Here are some super specific installation instructions for the portable install:

For our purposes, we will install and use SHI7 on an interactive shell on our supercomputer, MSI, like so: isub -n nodes=1:ppn=16 -m 22GB -w 12:00:00 (skip this if installing on your own computer, just open a (bash) terminal and optionally enter a directory where you want to install SHI7 with cd). You'll want to update the URLs below with the latest version on the release page above!

  1. Have python (you will most likely have this already!) and importantly (at least on MacOS) the Java SDK: http://www.oracle.com/technetwork/java/javase/downloads/jdk8-downloads-2133151.html (If you are installing java for the first time, you MUST REBOOT to have it be recognized).

  2. Download and unpack the latest release: (if on MacOS, replace the word "linux" with "mac" near the end of the wget link!)

wget https://github.com/knights-lab/shi7/releases/download/v0.9.9/shi7_0.9.9_linux_release.zip
unzip shi7_*_release.zip
chmod +x shi7_*_linux_release/*
  1. Add SHI7 binaries to your PATH so they can be called on the commandline anywhere: On Linux:
echo "PATH=$PWD/shi7_0.9.9_linux_release:$PATH" >> ~/.bashrc

On Mac:

echo "PATH=$PWD/shi7_0.9.9_mac_release:$PATH" >> ~/.bash_profile
  1. Reload your terminal environment and test shi7.py:
. ~/.bash_profile
. ~/.bashrc
shi7.py -h

At this point you should see the help screen printed out and SHI7 should be installed.

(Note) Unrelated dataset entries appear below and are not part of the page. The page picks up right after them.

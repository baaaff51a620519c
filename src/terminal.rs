#[cfg(unix)]
mod unix {
    pub fn use_fancy() -> bool {
        unsafe {
            libc::isatty(/* stdout */ 1) == 1
        }
    }

    pub fn get_cols() -> Option<usize> {
        unsafe {
            let mut winsize = std::mem::MaybeUninit::<libc::winsize>::uninit();
            if libc::ioctl(0, libc::TIOCGWINSZ, &mut winsize) < 0 {
                return None;
            }
            let winsize = winsize.assume_init();
            Some(winsize.ws_col as usize)
        }
    }
}

#[cfg(unix)]
pub use unix::*;

#[cfg(windows)]
mod windows {
    use windows_sys::Win32::System::Console::{
        GetConsoleMode, GetConsoleScreenBufferInfo, GetStdHandle, CONSOLE_SCREEN_BUFFER_INFO,
        STD_OUTPUT_HANDLE,
    };

    pub fn use_fancy() -> bool {
        unsafe {
            let handle = GetStdHandle(STD_OUTPUT_HANDLE);
            let mut mode = 0;
            // GetConsoleMode itself fails when not attached to a console.
            GetConsoleMode(handle, &mut mode) != 0
        }
    }

    pub fn get_cols() -> Option<usize> {
        unsafe {
            let handle = GetStdHandle(STD_OUTPUT_HANDLE);
            let mut info: CONSOLE_SCREEN_BUFFER_INFO = std::mem::zeroed();
            if GetConsoleScreenBufferInfo(handle, &mut info) == 0 {
                return None;
            }
            Some(info.dwSize.X as usize)
        }
    }
}

#[cfg(windows)]
pub use windows::*;

#[cfg(target_arch = "wasm32")]
mod wasm {
    pub fn use_fancy() -> bool {
        false
    }

    pub fn get_cols() -> Option<usize> {
        None
    }
}

#[cfg(target_arch = "wasm32")]
pub use wasm::*;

Using SHI7 (simplest method):

Note: if you installed via the CONDA method, omit the ".py" extension at the end of shi7 and shi7_learning

  1. To run interactively on a supercomputer like MSI (skip this step otherwise):
isub -n nodes=1:ppn=16 -m 22GB -w 12:00:00`
module load python
  1. Learn the appropriate shi7 parameters from the raw (unzipped) fastq data (replace 'myFastqFolder' with your actual data directory):
shi7_learning.py -i myFastqFolder -o learnt
  1. Run shi7.py with the output of 2b: chmod +x learnt/shi7_cmd.sh && ./learnt/shi7_cmd.sh (or just copy the command that shi7_learning prints out when it finishes and run that)

Other usage examples:

Assuming you have a bunch of fastq files, of forward and reverse reads, split up by sample, that have Nextera adaptors:

shi7.py -i MyFastQFolder -o MyOutputFolder --adaptor Nextera

Assuming you only have R1 reads (no paired end):

shi7.py -i MyFastQFolder -o MyOutputFolder --adaptor Nextera -SE

This sets the minimum read length to 285 and the maximum to 300 when stitching, which is the canonical HMP V4 16S primer coverage region. This can be a powerful QC step in and of itself. Note: if using the EMP V4 protocol, omit these arguments.

If you have shotgun sequences, you might want to try not stitching (we recommend trying first and seeing how many stitch -- "percent combined" in the shi7.log file):

--flash False

Including --drop_r2 True in this case returns only R1 reads.

We recommend the following format for sequence file names:

sampleID_other_information_R1.fastq
sampleID_other_information_R2.fastq

Then, using strip_underscore True will return processed reads with just the sampleID, simplifying downstream processing. For example, an efficient command for non-stitching shotgun sequences with the sample names in the filenames before the first underscore character:

shi7.py -i MyFastQFolder -o MyOutputFolder --adaptor Nextera --flash False --strip_delim _,1 --drop_r2 True

Cite

To cite SHI7: Please cite the article published here: http://msystems.asm.org/content/3/3/e00202-17

Al-Ghalith, Gabriel A., Benjamin Hillmann, Kaiwei Ang, Robin Shields-Cutler, and Dan Knights. 2018. “SHI7 Is a Self-Learning Pipeline for Multipurpose Short-Read DNA Quality Control.” mSystems 3 (3). American Society for Microbiology Journals: e00202–17.